-- WHAT THIS TASK INVOLVES --
Word for word, set down the entries that follow.

___ ENTRIES SHOWN ___

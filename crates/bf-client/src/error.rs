//! Error types for bigfix-client.

/// Result type alias for bigfix-client operations.
pub type Result<T> = std::result::Result<T, Error>;

/// Error type shared by the transport, the retry engine and the services
/// layered on top of them.
#[derive(Debug, thiserror::Error)]
#[error("{}{}", .context.as_ref().map(|c| format!("{c}: ")).unwrap_or_default(), .kind)]
pub struct Error {
    /// The kind of error that occurred.
    pub kind: ErrorKind,
    /// What was being fetched when the error surfaced (kind, id, site).
    pub context: Option<String>,
    /// Optional source error.
    #[source]
    pub source: Option<Box<dyn std::error::Error + Send + Sync>>,
}

impl Error {
    /// Create a new error with the given kind.
    pub fn new(kind: ErrorKind) -> Self {
        Self {
            kind,
            context: None,
            source: None,
        }
    }

    /// Create a new error with the given kind and source.
    pub fn with_source(
        kind: ErrorKind,
        source: impl std::error::Error + Send + Sync + 'static,
    ) -> Self {
        Self {
            kind,
            context: None,
            source: Some(Box::new(source)),
        }
    }

    /// Attach request context. An existing context is kept as the inner part.
    pub fn with_context(mut self, context: impl Into<String>) -> Self {
        let context = context.into();
        self.context = Some(match self.context.take() {
            Some(inner) => format!("{context}: {inner}"),
            None => context,
        });
        self
    }

    /// Returns true if this error is retryable.
    pub fn is_retryable(&self) -> bool {
        self.kind.is_retryable()
    }

    /// Returns true if no response was ever received (connection failure,
    /// timeout), including when retries ran out on such failures.
    pub fn is_transport(&self) -> bool {
        matches!(
            self.kind,
            ErrorKind::Transport(_) | ErrorKind::RetriesExhausted { last_status: None, .. }
        )
    }

    /// Returns true for a non-retryable 4xx response.
    pub fn is_client_error(&self) -> bool {
        matches!(self.kind, ErrorKind::Client { .. })
    }

    /// Returns true if every allowed attempt was used up.
    pub fn is_exhausted(&self) -> bool {
        matches!(self.kind, ErrorKind::RetriesExhausted { .. })
    }

    /// Returns true if this is a site-type or argument validation error.
    pub fn is_validation(&self) -> bool {
        matches!(self.kind, ErrorKind::Validation(_))
    }

    /// Returns true if the payload could not be decoded.
    pub fn is_decode(&self) -> bool {
        matches!(self.kind, ErrorKind::Decode { .. })
    }

    /// Built-in "not found" classification.
    ///
    /// Matches an explicit `NotFound`, a 404, or a client/exhausted error
    /// whose message mentions "not found".
    pub fn is_not_found(&self) -> bool {
        match &self.kind {
            ErrorKind::NotFound(_) => true,
            ErrorKind::Client { status: 404, .. } => true,
            ErrorKind::Client { message, .. } | ErrorKind::RetriesExhausted { message, .. } => {
                message.to_lowercase().contains("not found")
            }
            _ => false,
        }
    }

    /// The HTTP status behind this error, if a response was received.
    pub fn status(&self) -> Option<u16> {
        match &self.kind {
            ErrorKind::Client { status, .. } | ErrorKind::Http { status, .. } => Some(*status),
            ErrorKind::RetriesExhausted { last_status, .. } => *last_status,
            _ => None,
        }
    }
}

/// The kind of error that occurred.
#[derive(Debug, thiserror::Error)]
pub enum ErrorKind {
    /// Caller input rejected before any network call (e.g. bad site type).
    #[error("Validation error: {0}")]
    Validation(String),

    /// Network failure or timeout before a response arrived.
    #[error("Transport error: {0}")]
    Transport(String),

    /// Non-retryable 4xx response.
    #[error("HTTP client error: {status} {message}")]
    Client { status: u16, message: String },

    /// Any other non-success, non-retryable response.
    #[error("HTTP error: {status} {message}")]
    Http { status: u16, message: String },

    /// Retryable failures persisted through every attempt.
    #[error(
        "request failed after {} attempts{}: {}",
        .attempts,
        .last_status.map(|s| format!(" with status {s}")).unwrap_or_default(),
        .message
    )]
    RetriesExhausted {
        attempts: u32,
        last_status: Option<u16>,
        message: String,
    },

    /// Malformed payload.
    #[error("failed to decode {entity} payload ({len} bytes): {message}")]
    Decode {
        entity: String,
        len: usize,
        message: String,
    },

    /// The server answered but the requested object was absent.
    #[error("{0} not found")]
    NotFound(String),

    /// Invalid configuration.
    #[error("Configuration error: {0}")]
    Config(String),
}

impl ErrorKind {
    /// Returns true if this error kind is retryable.
    pub fn is_retryable(&self) -> bool {
        match self {
            ErrorKind::Transport(_) => true,
            ErrorKind::Client { status, .. } | ErrorKind::Http { status, .. } => {
                is_retryable_status(*status)
            }
            _ => false,
        }
    }
}

/// Rate limited, request timeout, or a transient server error.
pub fn is_retryable_status(status: u16) -> bool {
    matches!(status, 408 | 429 | 500 | 502 | 503 | 504)
}

impl From<reqwest::Error> for Error {
    fn from(err: reqwest::Error) -> Self {
        let message = if err.is_timeout() {
            format!("request timed out: {err}")
        } else if err.is_connect() {
            format!("connection failed: {err}")
        } else {
            err.to_string()
        };

        Error::with_source(ErrorKind::Transport(message), err)
    }
}

impl From<url::ParseError> for Error {
    fn from(err: url::ParseError) -> Self {
        Error::with_source(ErrorKind::Config(format!("Invalid URL: {}", err)), err)
    }
}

___

-- TASK OUTPUT --
filename crates/bf-client/src/error.rs
//! Error types for bigfix-client.

/// Result type alias for bigfix-client operations.
pub type Result<T> = std::result::Result<T, Error>;

/// Error type shared by the transport, the retry engine and the services
/// layered on top of them.
#[derive(Debug, thiserror::Error)]
#[error("{}{}", .context.as_ref().map(|c| format!("{c}: ")).unwrap_or_default(), .kind)]
pub struct Error {
    /// The kind of error that occurred.
    pub kind: ErrorKind,
    /// What was being fetched when the error surfaced (kind, id, site).
    pub context: Option<String>,
    /// Optional source error.
    #[source]
    pub source: Option<Box<dyn std::error::Error + Send + Sync>>,
}

impl Error {
    /// Create a new error with the given kind.
    pub fn new(kind: ErrorKind) -> Self {
        Self {
            kind,
            context: None,
            source: None,
        }
    }

    /// Create a new error with the given kind and source.
    pub fn with_source(
        kind: ErrorKind,
        source: impl std::error::Error + Send + Sync + 'static,
    ) -> Self {
        Self {
            kind,
            context: None,
            source: Some(Box::new(source)),
        }
    }

    /// Attach request context. An existing context is kept as the inner part.
    pub fn with_context(mut self, context: impl Into<String>) -> Self {
        let context = context.into();
        self.context = Some(match self.context.take() {
            Some(inner) => format!("{context}: {inner}"),
            None => context,
        });
        self
    }

    /// Returns true if this error is retryable.
    pub fn is_retryable(&self) -> bool {
        self.kind.is_retryable()
    }

    /// Returns true if no response was ever received (connection failure,
    /// timeout), including when retries ran out on such failures.
    pub fn is_transport(&self) -> bool {
        matches!(
            self.kind,
            ErrorKind::Transport(_) | ErrorKind::RetriesExhausted { last_status: None, .. }
        )
    }

    /// Returns true for a non-retryable 4xx response.
    pub fn is_client_error(&self) -> bool {
        matches!(self.kind, ErrorKind::Client { .. })
    }

    /// Returns true if every allowed attempt was used up.
    pub fn is_exhausted(&self) -> bool {
        matches!(self.kind, ErrorKind::RetriesExhausted { .. })
    }

    /// Returns true if this is a site-type or argument validation error.
    pub fn is_validation(&self) -> bool {
        matches!(self.kind, ErrorKind::Validation(_))
    }

    /// Returns true if the payload could not be decoded.
    pub fn is_decode(&self) -> bool {
        matches!(self.kind, ErrorKind::Decode { .. })
    }

    /// Built-in "not found" classification.
    ///
    /// Matches an explicit `NotFound`, a 404, or a client/exhausted error
    /// whose message mentions "not found".
    pub fn is_not_found(&self) -> bool {
        match &self.kind {
            ErrorKind::NotFound(_) => true,
            ErrorKind::Client { status: 404, .. } => true,
            ErrorKind::Client { message, .. } | ErrorKind::RetriesExhausted { message, .. } => {
                message.to_lowercase().contains("not found")
            }
            _ => false,
        }
    }

    /// The HTTP status behind this error, if a response was received.
    pub fn status(&self) -> Option<u16> {
        match &self.kind {
            ErrorKind::Client { status, .. } | ErrorKind::Http { status, .. } => Some(*status),
            ErrorKind::RetriesExhausted { last_status, .. } => *last_status,
            _ => None,
        }
    }
}

/// The kind of error that occurred.
#[derive(Debug, thiserror::Error)]
pub enum ErrorKind {
    /// Caller input rejected before any network call (e.g. bad site type).
    #[error("Validation error: {0}")]
    Validation(String),

    /// Network failure or timeout before a response arrived.
    #[error("Transport error: {0}")]
    Transport(String),

    /// Non-retryable 4xx response.
    #[error("HTTP client error: {status} {message}")]
    Client { status: u16, message: String },

    /// Any other non-success, non-retryable response.
    #[error("HTTP error: {status} {message}")]
    Http { status: u16, message: String },

    /// Retryable failures persisted through every attempt.
    #[error(
        "request failed after {} attempts{}: {}",
        .attempts,
        .last_status.map(|s| format!(" with status {s}")).unwrap_or_default(),
        .message
    )]
    RetriesExhausted {
        attempts: u32,
        last_status: Option<u16>,
        message: String,
    },

    /// Malformed payload.
    #[error("failed to decode {entity} payload ({len} bytes): {message}")]
    Decode {
        entity: String,
        len: usize,
        message: String,
    },

    /// The server answered but the requested object was absent.
    #[error("{0} not found")]
    NotFound(String),

    /// Invalid configuration.
    #[error("Configuration error: {0}")]
    Config(String),
}

impl ErrorKind {
    /// Returns true if this error kind is retryable.
    pub fn is_retryable(&self) -> bool {
        match self {
            ErrorKind::Transport(_) => true,
            ErrorKind::Client { status, .. } | ErrorKind::Http { status, .. } => {
                is_retryable_status(*status)
            }
            _ => false,
        }
    }
}

/// Rate limited, request timeout, or a transient server error.
pub fn is_retryable_status(status: u16) -> bool {
    matches!(status, 408 | 429 | 500 | 502 | 503 | 504)
}

impl From<reqwest::Error> for Error {
    fn from(err: reqwest::Error) -> Self {
        let message = if err.is_timeout() {
            format!("request timed out: {err}")
        } else if err.is_connect() {
            format!("connection failed: {err}")
        } else {
            err.to_string()
        };

        Error::with_source(ErrorKind::Transport(message), err)
    }
}

impl From<url::ParseError> for Error {
    fn from(err: url::ParseError) -> Self {
        Error::with_source(ErrorKind::Config(format!("Invalid URL: {}", err)), err)
    }
}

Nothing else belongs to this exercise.